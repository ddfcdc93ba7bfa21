//! Per-key timed deny state.

use std::collections::HashMap;

use chrono::{DateTime, Duration, Utc};
use parking_lot::Mutex;

/// Keys currently denied service, independent of their window counters.
///
/// A present, unexpired entry takes precedence over any window state.
pub struct BlockRegistry {
    entries: Mutex<HashMap<String, DateTime<Utc>>>,
}

impl BlockRegistry {
    pub fn new() -> Self {
        Self {
            entries: Mutex::new(HashMap::new()),
        }
    }

    /// The instant the block on `key` lifts, if one is in force.
    ///
    /// An entry that has already expired is removed as a side effect of
    /// this check (lazy eviction).
    pub fn blocked_until(&self, key: &str, now: DateTime<Utc>) -> Option<DateTime<Utc>> {
        let mut entries = self.entries.lock();
        match entries.get(key) {
            Some(&until) if now < until => Some(until),
            Some(_) => {
                entries.remove(key);
                None
            }
            None => None,
        }
    }

    /// Whether `key` is currently blocked. Evicts an expired entry.
    pub fn is_blocked(&self, key: &str, now: DateTime<Utc>) -> bool {
        self.blocked_until(key, now).is_some()
    }

    /// Read-only probe used by reporting; never evicts.
    pub fn is_blocked_at(&self, key: &str, now: DateTime<Utc>) -> bool {
        self.entries
            .lock()
            .get(key)
            .is_some_and(|&until| now < until)
    }

    /// Block `key` for `duration` from `now`, overwriting any prior block.
    pub fn block(&self, key: &str, now: DateTime<Utc>, duration: Duration) {
        self.entries.lock().insert(key.to_string(), now + duration);
    }

    /// Evict every expired entry. Returns how many were removed.
    pub fn sweep(&self, now: DateTime<Utc>) -> usize {
        let mut entries = self.entries.lock();
        let before = entries.len();
        entries.retain(|_, &mut until| now < until);
        before - entries.len()
    }

    /// Number of unexpired blocks, without evicting anything.
    pub fn active(&self, now: DateTime<Utc>) -> usize {
        self.entries
            .lock()
            .values()
            .filter(|&&until| now < until)
            .count()
    }

    /// Number of entries, expired or not.
    pub fn len(&self) -> usize {
        self.entries.lock().len()
    }

    pub fn is_empty(&self) -> bool {
        self.entries.lock().is_empty()
    }
}

impl Default for BlockRegistry {
    fn default() -> Self {
        Self::new()
    }
}

#[cfg(test)]
mod tests {
    use super::*;
    use chrono::TimeZone;

    fn base() -> DateTime<Utc> {
        Utc.with_ymd_and_hms(2024, 1, 1, 0, 0, 0).unwrap()
    }

    #[test]
    fn test_unknown_key_not_blocked() {
        let registry = BlockRegistry::new();
        assert!(!registry.is_blocked("k", base()));
    }

    #[test]
    fn test_block_and_check() {
        let registry = BlockRegistry::new();
        registry.block("k", base(), Duration::minutes(5));

        assert!(registry.is_blocked("k", base() + Duration::minutes(4)));
        assert_eq!(
            registry.blocked_until("k", base()),
            Some(base() + Duration::minutes(5))
        );
    }

    #[test]
    fn test_expired_block_lazily_evicted() {
        let registry = BlockRegistry::new();
        registry.block("k", base(), Duration::minutes(5));

        assert!(!registry.is_blocked("k", base() + Duration::minutes(5)));
        assert!(registry.is_empty());
    }

    #[test]
    fn test_block_overwrites() {
        let registry = BlockRegistry::new();
        registry.block("k", base(), Duration::minutes(5));
        registry.block("k", base() + Duration::minutes(1), Duration::minutes(5));

        assert_eq!(
            registry.blocked_until("k", base() + Duration::minutes(2)),
            Some(base() + Duration::minutes(6))
        );
    }

    #[test]
    fn test_sweep_removes_expired() {
        let registry = BlockRegistry::new();
        registry.block("old", base(), Duration::minutes(1));
        registry.block("fresh", base(), Duration::minutes(30));

        let removed = registry.sweep(base() + Duration::minutes(10));

        assert_eq!(removed, 1);
        assert_eq!(registry.len(), 1);
        assert!(registry.is_blocked_at("fresh", base() + Duration::minutes(10)));
    }

    #[test]
    fn test_active_and_peek_do_not_evict() {
        let registry = BlockRegistry::new();
        registry.block("expired", base(), Duration::minutes(1));
        registry.block("live", base(), Duration::minutes(30));

        let now = base() + Duration::minutes(10);
        assert_eq!(registry.active(now), 1);
        assert!(!registry.is_blocked_at("expired", now));
        assert_eq!(registry.len(), 2);
    }
}
//! Operational snapshot of limiter state.

use serde::Serialize;

/// How many keys the snapshot reports at most.
pub const TOP_REQUESTERS: usize = 10;

/// One key in the top-requesters list.
#[derive(Debug, Clone, PartialEq, Eq, Serialize)]
pub struct TopRequester {
    pub key: String,
    /// Requests counted in the key's current window.
    pub count: u32,
    /// Whether the key is currently blocked.
    pub blocked: bool,
}

/// Read-only snapshot of one limiter's state.
#[derive(Debug, Clone, Serialize)]
pub struct LimiterStats {
    /// Distinct keys with a live window entry.
    pub tracked_keys: usize,
    /// Keys currently blocked.
    pub blocked_keys: usize,
    /// The busiest keys by in-window count, at most [`TOP_REQUESTERS`].
    pub top_requesters: Vec<TopRequester>,
}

__BRIEF__:
This exercise requires that all of the entries be repeated exactly.

__RESULT__:
repository ddfcdc93ba7bfa21
//! Per-key timed deny state.

use std::collections::HashMap;

use chrono::{DateTime, Duration, Utc};
use parking_lot::Mutex;

/// Keys currently denied service, independent of their window counters.
///
/// A present, unexpired entry takes precedence over any window state.
pub struct BlockRegistry {
    entries: Mutex<HashMap<String, DateTime<Utc>>>,
}

impl BlockRegistry {
    pub fn new() -> Self {
        Self {
            entries: Mutex::new(HashMap::new()),
        }
    }

    /// The instant the block on `key` lifts, if one is in force.
    ///
    /// An entry that has already expired is removed as a side effect of
    /// this check (lazy eviction).
    pub fn blocked_until(&self, key: &str, now: DateTime<Utc>) -> Option<DateTime<Utc>> {
        let mut entries = self.entries.lock();
        match entries.get(key) {
            Some(&until) if now < until => Some(until),
            Some(_) => {
                entries.remove(key);
                None
            }
            None => None,
        }
    }

    /// Whether `key` is currently blocked. Evicts an expired entry.
    pub fn is_blocked(&self, key: &str, now: DateTime<Utc>) -> bool {
        self.blocked_until(key, now).is_some()
    }

    /// Read-only probe used by reporting; never evicts.
    pub fn is_blocked_at(&self, key: &str, now: DateTime<Utc>) -> bool {
        self.entries
            .lock()
            .get(key)
            .is_some_and(|&until| now < until)
    }

    /// Block `key` for `duration` from `now`, overwriting any prior block.
    pub fn block(&self, key: &str, now: DateTime<Utc>, duration: Duration) {
        self.entries.lock().insert(key.to_string(), now + duration);
    }

    /// Evict every expired entry. Returns how many were removed.
    pub fn sweep(&self, now: DateTime<Utc>) -> usize {
        let mut entries = self.entries.lock();
        let before = entries.len();
        entries.retain(|_, &mut until| now < until);
        before - entries.len()
    }

    /// Number of unexpired blocks, without evicting anything.
    pub fn active(&self, now: DateTime<Utc>) -> usize {
        self.entries
            .lock()
            .values()
            .filter(|&&until| now < until)
            .count()
    }

    /// Number of entries, expired or not.
    pub fn len(&self) -> usize {
        self.entries.lock().len()
    }

    pub fn is_empty(&self) -> bool {
        self.entries.lock().is_empty()
    }
}

impl Default for BlockRegistry {
    fn default() -> Self {
        Self::new()
    }
}

#[cfg(test)]
mod tests {
    use super::*;
    use chrono::TimeZone;

    fn base() -> DateTime<Utc> {
        Utc.with_ymd_and_hms(2024, 1, 1, 0, 0, 0).unwrap()
    }

    #[test]
    fn test_unknown_key_not_blocked() {
        let registry = BlockRegistry::new();
        assert!(!registry.is_blocked("k", base()));
    }

    #[test]
    fn test_block_and_check() {
        let registry = BlockRegistry::new();
        registry.block("k", base(), Duration::minutes(5));

        assert!(registry.is_blocked("k", base() + Duration::minutes(4)));
        assert_eq!(
            registry.blocked_until("k", base()),
            Some(base() + Duration::minutes(5))
        );
    }

    #[test]
    fn test_expired_block_lazily_evicted() {
        let registry = BlockRegistry::new();
        registry.block("k", base(), Duration::minutes(5));

        assert!(!registry.is_blocked("k", base() + Duration::minutes(5)));
        assert!(registry.is_empty());
    }

    #[test]
    fn test_block_overwrites() {
        let registry = BlockRegistry::new();
        registry.block("k", base(), Duration::minutes(5));
        registry.block("k", base() + Duration::minutes(1), Duration::minutes(5));

        assert_eq!(
            registry.blocked_until("k", base() + Duration::minutes(2)),
            Some(base() + Duration::minutes(6))
        );
    }

    #[test]
    fn test_sweep_removes_expired() {
        let registry = BlockRegistry::new();
        registry.block("old", base(), Duration::minutes(1));
        registry.block("fresh", base(), Duration::minutes(30));

        let removed = registry.sweep(base() + Duration::minutes(10));

        assert_eq!(removed, 1);
        assert_eq!(registry.len(), 1);
        assert!(registry.is_blocked_at("fresh", base() + Duration::minutes(10)));
    }

    #[test]
    fn test_active_and_peek_do_not_evict() {
        let registry = BlockRegistry::new();
        registry.block("expired", base(), Duration::minutes(1));
        registry.block("live", base(), Duration::minutes(30));

        let now = base() + Duration::minutes(10);
        assert_eq!(registry.active(now), 1);
        assert!(!registry.is_blocked_at("expired", now));
        assert_eq!(registry.len(), 2);
    }
}
//! Operational snapshot of limiter state.

use serde::Serialize;

/// How many keys the snapshot reports at most.
pub const TOP_REQUESTERS: usize = 10;

/// One key in the top-requesters list.
#[derive(Debug, Clone, PartialEq, Eq, Serialize)]
pub struct TopRequester {
    pub key: String,
    /// Requests counted in the key's current window.
    pub count: u32,
    /// Whether the key is currently blocked.
    pub blocked: bool,
}

/// Read-only snapshot of one limiter's state.
#[derive(Debug, Clone, Serialize)]
pub struct LimiterStats {
    /// Distinct keys with a live window entry.
    pub tracked_keys: usize,
    /// Keys currently blocked.
    pub blocked_keys: usize,
    /// The busiest keys by in-window count, at most [`TOP_REQUESTERS`].
    pub top_requesters: Vec<TopRequester>,
}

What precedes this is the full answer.